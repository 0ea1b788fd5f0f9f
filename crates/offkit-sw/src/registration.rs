//! Per-scope worker registrations.
//!
//! A registration tracks two worker versions for one scope: waiting
//! (installed, not yet controlling) and active. The container drives real
//! install/activate transitions on the controllers, and install runs to
//! completion inside [`WorkerContainer::register`], so a version only ever
//! appears in a slot once its precache actually committed.

use std::sync::Arc;

use hashbrown::HashMap;
use tokio::sync::{mpsc, RwLock};
use tracing::{debug, info, warn};
use url::Url;

use offkit_cache::CacheStorage;
use offkit_common::FetchRequest;
use offkit_net::NetworkAgent;

use crate::{FetchOutcome, LifecycleController, PrecacheManifest, SwError, SwEvent, WorkerState};

// ==================== Registration ====================

/// Worker slots for one scope.
pub struct WorkerRegistration {
    /// Scope URL.
    pub scope: Url,

    /// Version installed and waiting for activation.
    pub waiting: Option<LifecycleController>,

    /// Version controlling fetches.
    pub active: Option<LifecycleController>,
}

impl WorkerRegistration {
    /// Create an empty registration for a scope.
    pub fn new(scope: Url) -> Self {
        Self {
            scope,
            waiting: None,
            active: None,
        }
    }

    /// State of the active worker, if any.
    pub fn active_state(&self) -> Option<WorkerState> {
        self.active.as_ref().map(|w| w.state())
    }

    /// Whether a new version is waiting to take over.
    pub fn has_waiting(&self) -> bool {
        self.waiting.is_some()
    }

    fn retire_all(&mut self) {
        for slot in [self.waiting.take(), self.active.take()] {
            if let Some(mut worker) = slot {
                worker.retire();
            }
        }
    }
}

// ==================== Container ====================

/// Registry of workers, one registration per scope.
///
/// The runtime-facing equivalent of `navigator.serviceWorker`: it registers
/// versions, promotes waiting workers, and routes intercepted fetches to
/// the active worker whose scope prefixes the request URL.
pub struct WorkerContainer {
    registrations: Arc<RwLock<HashMap<String, WorkerRegistration>>>,
    caches: Arc<RwLock<CacheStorage>>,
    network: Arc<dyn NetworkAgent>,
    event_tx: mpsc::UnboundedSender<SwEvent>,
}

impl WorkerContainer {
    /// Create a container over shared cache storage and a network agent.
    /// Returns the receiver for lifecycle events.
    pub fn new(
        caches: Arc<RwLock<CacheStorage>>,
        network: Arc<dyn NetworkAgent>,
    ) -> (Self, mpsc::UnboundedReceiver<SwEvent>) {
        let (event_tx, event_rx) = mpsc::unbounded_channel();
        (
            Self {
                registrations: Arc::new(RwLock::new(HashMap::new())),
                caches,
                network,
                event_tx,
            },
            event_rx,
        )
    }

    /// Register a worker version and run its install.
    ///
    /// On success the version lands in the `waiting` slot (or is activated
    /// by [`activate`] / [`skip_waiting`] later). On install failure nothing
    /// is registered and the caller may retry.
    ///
    /// [`activate`]: WorkerContainer::activate
    /// [`skip_waiting`]: WorkerContainer::skip_waiting
    pub async fn register(&self, manifest: PrecacheManifest) -> Result<String, SwError> {
        let scope_key = manifest.scope.to_string();
        let scope = manifest.scope.clone();

        let mut worker =
            LifecycleController::new(manifest, self.caches.clone(), self.network.clone())
                .with_events(self.event_tx.clone());

        let _ = self.event_tx.send(SwEvent::UpdateFound {
            scope: scope_key.clone(),
        });

        worker.handle_install().await?;

        let mut registrations = self.registrations.write().await;
        let registration = registrations
            .entry(scope_key.clone())
            .or_insert_with(|| WorkerRegistration::new(scope));

        if let Some(mut displaced) = registration.waiting.replace(worker) {
            // A newer version supersedes one that never activated.
            displaced.retire();
        }

        info!(scope = %scope_key, "worker registered and waiting");
        Ok(scope_key)
    }

    /// Promote the waiting worker for a scope: run activate, retire the
    /// previously active version.
    pub async fn activate(&self, scope: &str) -> Result<(), SwError> {
        let mut registrations = self.registrations.write().await;
        let registration = registrations
            .get_mut(scope)
            .ok_or_else(|| SwError::NotRegistered(scope.to_string()))?;

        let mut worker = registration
            .waiting
            .take()
            .ok_or_else(|| SwError::InvalidState("no waiting worker".to_string()))?;

        match worker.handle_activate().await {
            Ok(()) => {
                if let Some(mut old) = registration.active.replace(worker) {
                    old.retire();
                }
                debug!(scope = %scope, "worker activated");
                Ok(())
            }
            Err(e) => {
                warn!(scope = %scope, error = %e, "activation failed");
                registration.waiting = Some(worker);
                Err(e)
            }
        }
    }

    /// Force-activate the waiting worker without waiting for the host's
    /// own schedule.
    pub async fn skip_waiting(&self, scope: &str) -> Result<(), SwError> {
        self.activate(scope).await
    }

    /// Remove a registration, retiring all its workers. Returns whether a
    /// registration existed.
    pub async fn unregister(&self, scope: &str) -> bool {
        let mut registrations = self.registrations.write().await;
        match registrations.remove(scope) {
            Some(mut registration) => {
                registration.retire_all();
                info!(scope = %scope, "worker unregistered");
                true
            }
            None => false,
        }
    }

    /// All registered scopes.
    pub async fn scopes(&self) -> Vec<String> {
        self.registrations.read().await.keys().cloned().collect()
    }

    /// State of the active worker for a scope.
    pub async fn active_state(&self, scope: &str) -> Option<WorkerState> {
        self.registrations
            .read()
            .await
            .get(scope)
            .and_then(|r| r.active_state())
    }

    /// Find the registration scope controlling a URL: the longest
    /// registered prefix wins.
    pub async fn find_scope(&self, url: &Url) -> Option<String> {
        let registrations = self.registrations.read().await;
        registrations
            .keys()
            .filter(|scope| url.as_str().starts_with(scope.as_str()))
            .max_by_key(|scope| scope.len())
            .cloned()
    }

    /// Route an intercepted fetch to the active worker for its scope.
    pub async fn handle_fetch(&self, request: &FetchRequest) -> Result<FetchOutcome, SwError> {
        let scope = self
            .find_scope(&request.url)
            .await
            .ok_or_else(|| SwError::NotRegistered(request.url.to_string()))?;

        let registrations = self.registrations.read().await;
        let worker = registrations
            .get(&scope)
            .and_then(|r| r.active.as_ref())
            .ok_or_else(|| SwError::InvalidState(format!("no active worker for {scope}")))?;

        worker.handle_fetch(request).await
    }
}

-- Work item --
The output should match the records above exactly, line for line.

-- Response --
repository 0ea1b788fd5f0f9f
filename crates/offkit-sw/src/registration.rs
//! Per-scope worker registrations.
//!
//! A registration tracks two worker versions for one scope: waiting
//! (installed, not yet controlling) and active. The container drives real
//! install/activate transitions on the controllers, and install runs to
//! completion inside [`WorkerContainer::register`], so a version only ever
//! appears in a slot once its precache actually committed.

use std::sync::Arc;

use hashbrown::HashMap;
use tokio::sync::{mpsc, RwLock};
use tracing::{debug, info, warn};
use url::Url;

use offkit_cache::CacheStorage;
use offkit_common::FetchRequest;
use offkit_net::NetworkAgent;

use crate::{FetchOutcome, LifecycleController, PrecacheManifest, SwError, SwEvent, WorkerState};

// ==================== Registration ====================

/// Worker slots for one scope.
pub struct WorkerRegistration {
    /// Scope URL.
    pub scope: Url,

    /// Version installed and waiting for activation.
    pub waiting: Option<LifecycleController>,

    /// Version controlling fetches.
    pub active: Option<LifecycleController>,
}

impl WorkerRegistration {
    /// Create an empty registration for a scope.
    pub fn new(scope: Url) -> Self {
        Self {
            scope,
            waiting: None,
            active: None,
        }
    }

    /// State of the active worker, if any.
    pub fn active_state(&self) -> Option<WorkerState> {
        self.active.as_ref().map(|w| w.state())
    }

    /// Whether a new version is waiting to take over.
    pub fn has_waiting(&self) -> bool {
        self.waiting.is_some()
    }

    fn retire_all(&mut self) {
        for slot in [self.waiting.take(), self.active.take()] {
            if let Some(mut worker) = slot {
                worker.retire();
            }
        }
    }
}

// ==================== Container ====================

/// Registry of workers, one registration per scope.
///
/// The runtime-facing equivalent of `navigator.serviceWorker`: it registers
/// versions, promotes waiting workers, and routes intercepted fetches to
/// the active worker whose scope prefixes the request URL.
pub struct WorkerContainer {
    registrations: Arc<RwLock<HashMap<String, WorkerRegistration>>>,
    caches: Arc<RwLock<CacheStorage>>,
    network: Arc<dyn NetworkAgent>,
    event_tx: mpsc::UnboundedSender<SwEvent>,
}

impl WorkerContainer {
    /// Create a container over shared cache storage and a network agent.
    /// Returns the receiver for lifecycle events.
    pub fn new(
        caches: Arc<RwLock<CacheStorage>>,
        network: Arc<dyn NetworkAgent>,
    ) -> (Self, mpsc::UnboundedReceiver<SwEvent>) {
        let (event_tx, event_rx) = mpsc::unbounded_channel();
        (
            Self {
                registrations: Arc::new(RwLock::new(HashMap::new())),
                caches,
                network,
                event_tx,
            },
            event_rx,
        )
    }

    /// Register a worker version and run its install.
    ///
    /// On success the version lands in the `waiting` slot (or is activated
    /// by [`activate`] / [`skip_waiting`] later). On install failure nothing
    /// is registered and the caller may retry.
    ///
    /// [`activate`]: WorkerContainer::activate
    /// [`skip_waiting`]: WorkerContainer::skip_waiting
    pub async fn register(&self, manifest: PrecacheManifest) -> Result<String, SwError> {
        let scope_key = manifest.scope.to_string();
        let scope = manifest.scope.clone();

        let mut worker =
            LifecycleController::new(manifest, self.caches.clone(), self.network.clone())
                .with_events(self.event_tx.clone());

        let _ = self.event_tx.send(SwEvent::UpdateFound {
            scope: scope_key.clone(),
        });

        worker.handle_install().await?;

        let mut registrations = self.registrations.write().await;
        let registration = registrations
            .entry(scope_key.clone())
            .or_insert_with(|| WorkerRegistration::new(scope));

        if let Some(mut displaced) = registration.waiting.replace(worker) {
            // A newer version supersedes one that never activated.
            displaced.retire();
        }

        info!(scope = %scope_key, "worker registered and waiting");
        Ok(scope_key)
    }

    /// Promote the waiting worker for a scope: run activate, retire the
    /// previously active version.
    pub async fn activate(&self, scope: &str) -> Result<(), SwError> {
        let mut registrations = self.registrations.write().await;
        let registration = registrations
            .get_mut(scope)
            .ok_or_else(|| SwError::NotRegistered(scope.to_string()))?;

        let mut worker = registration
            .waiting
            .take()
            .ok_or_else(|| SwError::InvalidState("no waiting worker".to_string()))?;

        match worker.handle_activate().await {
            Ok(()) => {
                if let Some(mut old) = registration.active.replace(worker) {
                    old.retire();
                }
                debug!(scope = %scope, "worker activated");
                Ok(())
            }
            Err(e) => {
                warn!(scope = %scope, error = %e, "activation failed");
                registration.waiting = Some(worker);
                Err(e)
            }
        }
    }

    /// Force-activate the waiting worker without waiting for the host's
    /// own schedule.
    pub async fn skip_waiting(&self, scope: &str) -> Result<(), SwError> {
        self.activate(scope).await
    }

    /// Remove a registration, retiring all its workers. Returns whether a
    /// registration existed.
    pub async fn unregister(&self, scope: &str) -> bool {
        let mut registrations = self.registrations.write().await;
        match registrations.remove(scope) {
            Some(mut registration) => {
                registration.retire_all();
                info!(scope = %scope, "worker unregistered");
                true
            }
            None => false,
        }
    }

    /// All registered scopes.
    pub async fn scopes(&self) -> Vec<String> {
        self.registrations.read().await.keys().cloned().collect()
    }

    /// State of the active worker for a scope.
    pub async fn active_state(&self, scope: &str) -> Option<WorkerState> {
        self.registrations
            .read()
            .await
            .get(scope)
            .and_then(|r| r.active_state())
    }

    /// Find the registration scope controlling a URL: the longest
    /// registered prefix wins.
    pub async fn find_scope(&self, url: &Url) -> Option<String> {
        let registrations = self.registrations.read().await;
        registrations
            .keys()
            .filter(|scope| url.as_str().starts_with(scope.as_str()))
            .max_by_key(|scope| scope.len())
            .cloned()
    }

    /// Route an intercepted fetch to the active worker for its scope.
    pub async fn handle_fetch(&self, request: &FetchRequest) -> Result<FetchOutcome, SwError> {
        let scope = self
            .find_scope(&request.url)
            .await
            .ok_or_else(|| SwError::NotRegistered(request.url.to_string()))?;

        let registrations = self.registrations.read().await;
        let worker = registrations
            .get(&scope)
            .and_then(|r| r.active.as_ref())
            .ok_or_else(|| SwError::InvalidState(format!("no active worker for {scope}")))?;

        worker.handle_fetch(request).await
    }
}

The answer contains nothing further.